Exercise aim:
The complete set of records below must be repeated precisely as given.

Data under study:

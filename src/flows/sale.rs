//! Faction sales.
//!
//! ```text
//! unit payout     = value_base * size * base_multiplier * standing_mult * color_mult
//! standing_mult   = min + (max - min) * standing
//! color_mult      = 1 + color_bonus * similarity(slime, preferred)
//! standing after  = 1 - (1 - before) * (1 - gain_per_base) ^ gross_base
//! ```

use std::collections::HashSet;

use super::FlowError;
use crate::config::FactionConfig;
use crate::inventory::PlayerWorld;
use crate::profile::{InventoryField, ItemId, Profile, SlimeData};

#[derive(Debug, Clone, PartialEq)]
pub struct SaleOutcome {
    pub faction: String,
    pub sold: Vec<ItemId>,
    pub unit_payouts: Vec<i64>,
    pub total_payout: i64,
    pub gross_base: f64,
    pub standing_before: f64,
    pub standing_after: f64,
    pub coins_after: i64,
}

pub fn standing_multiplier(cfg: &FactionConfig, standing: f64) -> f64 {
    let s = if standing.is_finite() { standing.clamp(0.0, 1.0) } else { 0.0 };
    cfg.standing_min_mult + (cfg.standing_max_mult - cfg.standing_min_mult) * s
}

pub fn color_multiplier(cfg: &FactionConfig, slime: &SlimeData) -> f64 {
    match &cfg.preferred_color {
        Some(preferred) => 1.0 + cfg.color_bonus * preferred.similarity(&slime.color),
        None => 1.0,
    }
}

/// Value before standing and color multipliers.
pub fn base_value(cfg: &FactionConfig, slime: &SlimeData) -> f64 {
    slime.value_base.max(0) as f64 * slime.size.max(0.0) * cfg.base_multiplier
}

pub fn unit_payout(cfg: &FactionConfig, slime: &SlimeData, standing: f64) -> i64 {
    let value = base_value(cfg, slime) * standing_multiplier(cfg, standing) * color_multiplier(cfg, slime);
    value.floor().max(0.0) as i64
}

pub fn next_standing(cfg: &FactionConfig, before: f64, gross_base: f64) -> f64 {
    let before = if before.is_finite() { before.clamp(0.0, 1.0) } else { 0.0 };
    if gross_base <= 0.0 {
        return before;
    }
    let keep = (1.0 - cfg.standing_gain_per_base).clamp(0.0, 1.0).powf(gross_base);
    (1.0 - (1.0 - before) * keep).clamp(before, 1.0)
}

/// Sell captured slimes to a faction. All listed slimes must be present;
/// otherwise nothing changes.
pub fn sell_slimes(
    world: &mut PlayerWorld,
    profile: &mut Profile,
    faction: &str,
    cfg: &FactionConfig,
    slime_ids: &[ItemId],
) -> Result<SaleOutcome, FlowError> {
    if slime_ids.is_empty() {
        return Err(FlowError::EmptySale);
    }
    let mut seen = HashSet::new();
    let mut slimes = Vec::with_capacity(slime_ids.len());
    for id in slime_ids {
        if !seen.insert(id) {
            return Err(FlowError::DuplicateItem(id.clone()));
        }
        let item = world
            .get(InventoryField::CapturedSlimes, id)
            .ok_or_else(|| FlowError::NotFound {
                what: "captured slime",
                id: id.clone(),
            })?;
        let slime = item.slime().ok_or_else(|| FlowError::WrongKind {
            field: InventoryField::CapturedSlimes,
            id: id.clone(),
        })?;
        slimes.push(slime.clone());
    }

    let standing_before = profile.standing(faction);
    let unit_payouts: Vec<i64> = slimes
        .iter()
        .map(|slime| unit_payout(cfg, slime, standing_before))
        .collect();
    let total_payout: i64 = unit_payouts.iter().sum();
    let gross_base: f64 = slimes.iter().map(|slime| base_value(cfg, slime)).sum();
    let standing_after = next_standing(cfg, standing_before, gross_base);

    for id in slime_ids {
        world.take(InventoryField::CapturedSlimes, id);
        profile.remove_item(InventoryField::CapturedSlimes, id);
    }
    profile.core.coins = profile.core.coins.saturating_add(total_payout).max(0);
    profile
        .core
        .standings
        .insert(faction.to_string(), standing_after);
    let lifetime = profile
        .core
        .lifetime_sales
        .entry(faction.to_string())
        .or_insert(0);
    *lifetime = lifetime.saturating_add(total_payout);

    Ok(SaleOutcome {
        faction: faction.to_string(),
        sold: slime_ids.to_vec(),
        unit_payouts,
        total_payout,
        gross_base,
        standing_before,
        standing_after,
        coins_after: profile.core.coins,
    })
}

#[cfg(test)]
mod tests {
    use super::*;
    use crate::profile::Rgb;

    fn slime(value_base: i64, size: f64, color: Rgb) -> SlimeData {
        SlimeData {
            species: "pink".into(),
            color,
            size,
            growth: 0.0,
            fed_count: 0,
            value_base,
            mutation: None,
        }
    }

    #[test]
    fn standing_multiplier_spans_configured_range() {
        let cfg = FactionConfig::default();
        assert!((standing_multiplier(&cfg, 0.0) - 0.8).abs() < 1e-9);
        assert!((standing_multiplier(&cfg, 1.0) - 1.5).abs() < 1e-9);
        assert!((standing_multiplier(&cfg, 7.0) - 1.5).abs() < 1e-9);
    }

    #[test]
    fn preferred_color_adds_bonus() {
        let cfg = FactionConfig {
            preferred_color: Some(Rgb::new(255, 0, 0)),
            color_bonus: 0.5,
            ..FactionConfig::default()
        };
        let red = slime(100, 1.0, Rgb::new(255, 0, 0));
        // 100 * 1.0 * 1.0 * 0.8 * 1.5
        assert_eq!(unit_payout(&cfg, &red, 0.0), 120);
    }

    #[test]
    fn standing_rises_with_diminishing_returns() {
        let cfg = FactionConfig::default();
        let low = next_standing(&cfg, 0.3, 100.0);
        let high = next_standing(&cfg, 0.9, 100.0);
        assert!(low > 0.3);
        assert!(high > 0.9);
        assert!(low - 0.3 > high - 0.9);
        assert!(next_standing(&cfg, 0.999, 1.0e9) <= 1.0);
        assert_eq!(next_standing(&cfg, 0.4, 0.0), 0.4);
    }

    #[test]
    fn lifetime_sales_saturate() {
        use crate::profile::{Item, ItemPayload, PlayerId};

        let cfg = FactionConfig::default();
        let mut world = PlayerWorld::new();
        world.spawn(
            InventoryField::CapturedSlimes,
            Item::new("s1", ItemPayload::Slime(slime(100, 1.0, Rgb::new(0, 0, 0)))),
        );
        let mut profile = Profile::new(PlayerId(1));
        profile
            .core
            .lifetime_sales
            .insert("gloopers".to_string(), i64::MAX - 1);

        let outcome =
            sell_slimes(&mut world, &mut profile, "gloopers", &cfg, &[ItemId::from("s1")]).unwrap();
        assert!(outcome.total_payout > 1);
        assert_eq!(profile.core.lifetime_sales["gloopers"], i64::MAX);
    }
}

Exercise response:
filename src/flows/sale.rs
//! Faction sales.
//!
//! ```text
//! unit payout     = value_base * size * base_multiplier * standing_mult * color_mult
//! standing_mult   = min + (max - min) * standing
//! color_mult      = 1 + color_bonus * similarity(slime, preferred)
//! standing after  = 1 - (1 - before) * (1 - gain_per_base) ^ gross_base
//! ```

use std::collections::HashSet;

use super::FlowError;
use crate::config::FactionConfig;
use crate::inventory::PlayerWorld;
use crate::profile::{InventoryField, ItemId, Profile, SlimeData};

#[derive(Debug, Clone, PartialEq)]
pub struct SaleOutcome {
    pub faction: String,
    pub sold: Vec<ItemId>,
    pub unit_payouts: Vec<i64>,
    pub total_payout: i64,
    pub gross_base: f64,
    pub standing_before: f64,
    pub standing_after: f64,
    pub coins_after: i64,
}

pub fn standing_multiplier(cfg: &FactionConfig, standing: f64) -> f64 {
    let s = if standing.is_finite() { standing.clamp(0.0, 1.0) } else { 0.0 };
    cfg.standing_min_mult + (cfg.standing_max_mult - cfg.standing_min_mult) * s
}

pub fn color_multiplier(cfg: &FactionConfig, slime: &SlimeData) -> f64 {
    match &cfg.preferred_color {
        Some(preferred) => 1.0 + cfg.color_bonus * preferred.similarity(&slime.color),
        None => 1.0,
    }
}

/// Value before standing and color multipliers.
pub fn base_value(cfg: &FactionConfig, slime: &SlimeData) -> f64 {
    slime.value_base.max(0) as f64 * slime.size.max(0.0) * cfg.base_multiplier
}

pub fn unit_payout(cfg: &FactionConfig, slime: &SlimeData, standing: f64) -> i64 {
    let value = base_value(cfg, slime) * standing_multiplier(cfg, standing) * color_multiplier(cfg, slime);
    value.floor().max(0.0) as i64
}

pub fn next_standing(cfg: &FactionConfig, before: f64, gross_base: f64) -> f64 {
    let before = if before.is_finite() { before.clamp(0.0, 1.0) } else { 0.0 };
    if gross_base <= 0.0 {
        return before;
    }
    let keep = (1.0 - cfg.standing_gain_per_base).clamp(0.0, 1.0).powf(gross_base);
    (1.0 - (1.0 - before) * keep).clamp(before, 1.0)
}

/// Sell captured slimes to a faction. All listed slimes must be present;
/// otherwise nothing changes.
pub fn sell_slimes(
    world: &mut PlayerWorld,
    profile: &mut Profile,
    faction: &str,
    cfg: &FactionConfig,
    slime_ids: &[ItemId],
) -> Result<SaleOutcome, FlowError> {
    if slime_ids.is_empty() {
        return Err(FlowError::EmptySale);
    }
    let mut seen = HashSet::new();
    let mut slimes = Vec::with_capacity(slime_ids.len());
    for id in slime_ids {
        if !seen.insert(id) {
            return Err(FlowError::DuplicateItem(id.clone()));
        }
        let item = world
            .get(InventoryField::CapturedSlimes, id)
            .ok_or_else(|| FlowError::NotFound {
                what: "captured slime",
                id: id.clone(),
            })?;
        let slime = item.slime().ok_or_else(|| FlowError::WrongKind {
            field: InventoryField::CapturedSlimes,
            id: id.clone(),
        })?;
        slimes.push(slime.clone());
    }

    let standing_before = profile.standing(faction);
    let unit_payouts: Vec<i64> = slimes
        .iter()
        .map(|slime| unit_payout(cfg, slime, standing_before))
        .collect();
    let total_payout: i64 = unit_payouts.iter().sum();
    let gross_base: f64 = slimes.iter().map(|slime| base_value(cfg, slime)).sum();
    let standing_after = next_standing(cfg, standing_before, gross_base);

    for id in slime_ids {
        world.take(InventoryField::CapturedSlimes, id);
        profile.remove_item(InventoryField::CapturedSlimes, id);
    }
    profile.core.coins = profile.core.coins.saturating_add(total_payout).max(0);
    profile
        .core
        .standings
        .insert(faction.to_string(), standing_after);
    let lifetime = profile
        .core
        .lifetime_sales
        .entry(faction.to_string())
        .or_insert(0);
    *lifetime = lifetime.saturating_add(total_payout);

    Ok(SaleOutcome {
        faction: faction.to_string(),
        sold: slime_ids.to_vec(),
        unit_payouts,
        total_payout,
        gross_base,
        standing_before,
        standing_after,
        coins_after: profile.core.coins,
    })
}

#[cfg(test)]
mod tests {
    use super::*;
    use crate::profile::Rgb;

    fn slime(value_base: i64, size: f64, color: Rgb) -> SlimeData {
        SlimeData {
            species: "pink".into(),
            color,
            size,
            growth: 0.0,
            fed_count: 0,
            value_base,
            mutation: None,
        }
    }

    #[test]
    fn standing_multiplier_spans_configured_range() {
        let cfg = FactionConfig::default();
        assert!((standing_multiplier(&cfg, 0.0) - 0.8).abs() < 1e-9);
        assert!((standing_multiplier(&cfg, 1.0) - 1.5).abs() < 1e-9);
        assert!((standing_multiplier(&cfg, 7.0) - 1.5).abs() < 1e-9);
    }

    #[test]
    fn preferred_color_adds_bonus() {
        let cfg = FactionConfig {
            preferred_color: Some(Rgb::new(255, 0, 0)),
            color_bonus: 0.5,
            ..FactionConfig::default()
        };
        let red = slime(100, 1.0, Rgb::new(255, 0, 0));
        // 100 * 1.0 * 1.0 * 0.8 * 1.5
        assert_eq!(unit_payout(&cfg, &red, 0.0), 120);
    }

    #[test]
    fn standing_rises_with_diminishing_returns() {
        let cfg = FactionConfig::default();
        let low = next_standing(&cfg, 0.3, 100.0);
        let high = next_standing(&cfg, 0.9, 100.0);
        assert!(low > 0.3);
        assert!(high > 0.9);
        assert!(low - 0.3 > high - 0.9);
        assert!(next_standing(&cfg, 0.999, 1.0e9) <= 1.0);
        assert_eq!(next_standing(&cfg, 0.4, 0.0), 0.4);
    }

    #[test]
    fn lifetime_sales_saturate() {
        use crate::profile::{Item, ItemPayload, PlayerId};

        let cfg = FactionConfig::default();
        let mut world = PlayerWorld::new();
        world.spawn(
            InventoryField::CapturedSlimes,
            Item::new("s1", ItemPayload::Slime(slime(100, 1.0, Rgb::new(0, 0, 0)))),
        );
        let mut profile = Profile::new(PlayerId(1));
        profile
            .core
            .lifetime_sales
            .insert("gloopers".to_string(), i64::MAX - 1);

        let outcome =
            sell_slimes(&mut world, &mut profile, "gloopers", &cfg, &[ItemId::from("s1")]).unwrap();
        assert!(outcome.total_payout > 1);
        assert_eq!(profile.core.lifetime_sales["gloopers"], i64::MAX);
    }
}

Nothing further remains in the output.